Give back the entries in full, exactly as they are written.

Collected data
════════

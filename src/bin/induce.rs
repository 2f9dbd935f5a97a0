use std::fs;
use std::path::PathBuf;

use anyhow::{bail, Context, Result};
use clap::Parser;
use tracing::info;
use tracing_subscriber::EnvFilter;

use rusty_trees::data::reader::DatasetReader;
use rusty_trees::trees::classifier::DecisionTreeClassifier;
use rusty_trees::trees::strategy::Algorithm;

#[derive(Parser)]
#[command(name = "induce")]
#[command(about = "Induce a classification tree with ID3, C4.5 or CART")]
#[command(version)]
struct Cli {
    /// Path to the input CSV file (header row required)
    #[arg(long)]
    input: PathBuf,

    /// Name of the class column
    #[arg(long)]
    target: String,

    /// Induction algorithm: "id3", "c45" or "cart"
    #[arg(long, default_value = "id3")]
    algorithm: String,

    /// Field delimiter (a single ASCII character)
    #[arg(long, default_value_t = ',')]
    delimiter: char,

    /// Maximum tree depth (unlimited when omitted)
    #[arg(long)]
    max_depth: Option<u16>,

    /// Minimum number of rows required to split a node
    #[arg(long, default_value_t = 2)]
    min_samples_split: u16,

    /// Score C4.5 categorical splits by gain ratio instead of information gain
    #[arg(long, default_value_t = false)]
    c45_gain_ratio: bool,

    /// Also write the tree as Graphviz source to this path
    #[arg(long)]
    dot: Option<PathBuf>,

    /// Print the JSON tree on a single line
    #[arg(long, default_value_t = false)]
    compact: bool,

    /// Number of threads for attribute scoring (defaults to all cores)
    #[arg(long)]
    threads: Option<usize>,

    /// Enable verbose (debug-level) logging
    #[arg(long)]
    verbose: bool,

    /// Suppress all output except errors
    #[arg(long)]
    quiet: bool,
}

fn main() -> Result<()> {
    let cli = Cli::parse();

    let level = match (cli.verbose, cli.quiet) {
        (true, _) => "debug",
        (_, true) => "error",
        _ => "info",
    };
    let filter = EnvFilter::try_from_default_env().unwrap_or_else(|_| EnvFilter::new(level));

    tracing_subscriber::fmt()
        .with_env_filter(filter)
        .with_writer(std::io::stderr)
        .init();

    if let Some(threads) = cli.threads {
        rayon::ThreadPoolBuilder::new()
            .num_threads(threads)
            .build_global()
            .context("failed to configure thread pool")?;
        info!(threads, "thread pool configured");
    }

    if !cli.delimiter.is_ascii() {
        bail!("delimiter must be a single ASCII character, got {:?}", cli.delimiter);
    }
    let algorithm: Algorithm = cli.algorithm.parse()?;

    let dataset = DatasetReader::new(&cli.input)
        .with_delimiter(cli.delimiter as u8)
        .read(&cli.target)
        .context("failed to read input CSV")?;

    let mut classifier =
        DecisionTreeClassifier::with_params(algorithm, Some(cli.min_samples_split), cli.max_depth)?;
    classifier.set_c45_categorical_gain_ratio(cli.c45_gain_ratio);
    classifier
        .fit(&dataset)
        .with_context(|| format!("failed to induce {} tree", algorithm))?;

    println!("{}", classifier.to_json(!cli.compact)?);

    if let Some(path) = &cli.dot {
        fs::write(path, classifier.to_dot()?)
            .with_context(|| format!("failed to write {}", path.display()))?;
        info!(path = %path.display(), "graphviz source written");
    }

    Ok(())
}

════════

Result below:
filename src/bin/induce.rs
repository 2f9dbd935f5a97a0
use std::fs;
use std::path::PathBuf;

use anyhow::{bail, Context, Result};
use clap::Parser;
use tracing::info;
use tracing_subscriber::EnvFilter;

use rusty_trees::data::reader::DatasetReader;
use rusty_trees::trees::classifier::DecisionTreeClassifier;
use rusty_trees::trees::strategy::Algorithm;

#[derive(Parser)]
#[command(name = "induce")]
#[command(about = "Induce a classification tree with ID3, C4.5 or CART")]
#[command(version)]
struct Cli {
    /// Path to the input CSV file (header row required)
    #[arg(long)]
    input: PathBuf,

    /// Name of the class column
    #[arg(long)]
    target: String,

    /// Induction algorithm: "id3", "c45" or "cart"
    #[arg(long, default_value = "id3")]
    algorithm: String,

    /// Field delimiter (a single ASCII character)
    #[arg(long, default_value_t = ',')]
    delimiter: char,

    /// Maximum tree depth (unlimited when omitted)
    #[arg(long)]
    max_depth: Option<u16>,

    /// Minimum number of rows required to split a node
    #[arg(long, default_value_t = 2)]
    min_samples_split: u16,

    /// Score C4.5 categorical splits by gain ratio instead of information gain
    #[arg(long, default_value_t = false)]
    c45_gain_ratio: bool,

    /// Also write the tree as Graphviz source to this path
    #[arg(long)]
    dot: Option<PathBuf>,

    /// Print the JSON tree on a single line
    #[arg(long, default_value_t = false)]
    compact: bool,

    /// Number of threads for attribute scoring (defaults to all cores)
    #[arg(long)]
    threads: Option<usize>,

    /// Enable verbose (debug-level) logging
    #[arg(long)]
    verbose: bool,

    /// Suppress all output except errors
    #[arg(long)]
    quiet: bool,
}

fn main() -> Result<()> {
    let cli = Cli::parse();

    let level = match (cli.verbose, cli.quiet) {
        (true, _) => "debug",
        (_, true) => "error",
        _ => "info",
    };
    let filter = EnvFilter::try_from_default_env().unwrap_or_else(|_| EnvFilter::new(level));

    tracing_subscriber::fmt()
        .with_env_filter(filter)
        .with_writer(std::io::stderr)
        .init();

    if let Some(threads) = cli.threads {
        rayon::ThreadPoolBuilder::new()
            .num_threads(threads)
            .build_global()
            .context("failed to configure thread pool")?;
        info!(threads, "thread pool configured");
    }

    if !cli.delimiter.is_ascii() {
        bail!("delimiter must be a single ASCII character, got {:?}", cli.delimiter);
    }
    let algorithm: Algorithm = cli.algorithm.parse()?;

    let dataset = DatasetReader::new(&cli.input)
        .with_delimiter(cli.delimiter as u8)
        .read(&cli.target)
        .context("failed to read input CSV")?;

    let mut classifier =
        DecisionTreeClassifier::with_params(algorithm, Some(cli.min_samples_split), cli.max_depth)?;
    classifier.set_c45_categorical_gain_ratio(cli.c45_gain_ratio);
    classifier
        .fit(&dataset)
        .with_context(|| format!("failed to induce {} tree", algorithm))?;

    println!("{}", classifier.to_json(!cli.compact)?);

    if let Some(path) = &cli.dot {
        fs::write(path, classifier.to_dot()?)
            .with_context(|| format!("failed to write {}", path.display()))?;
        info!(path = %path.display(), "graphviz source written");
    }

    Ok(())
}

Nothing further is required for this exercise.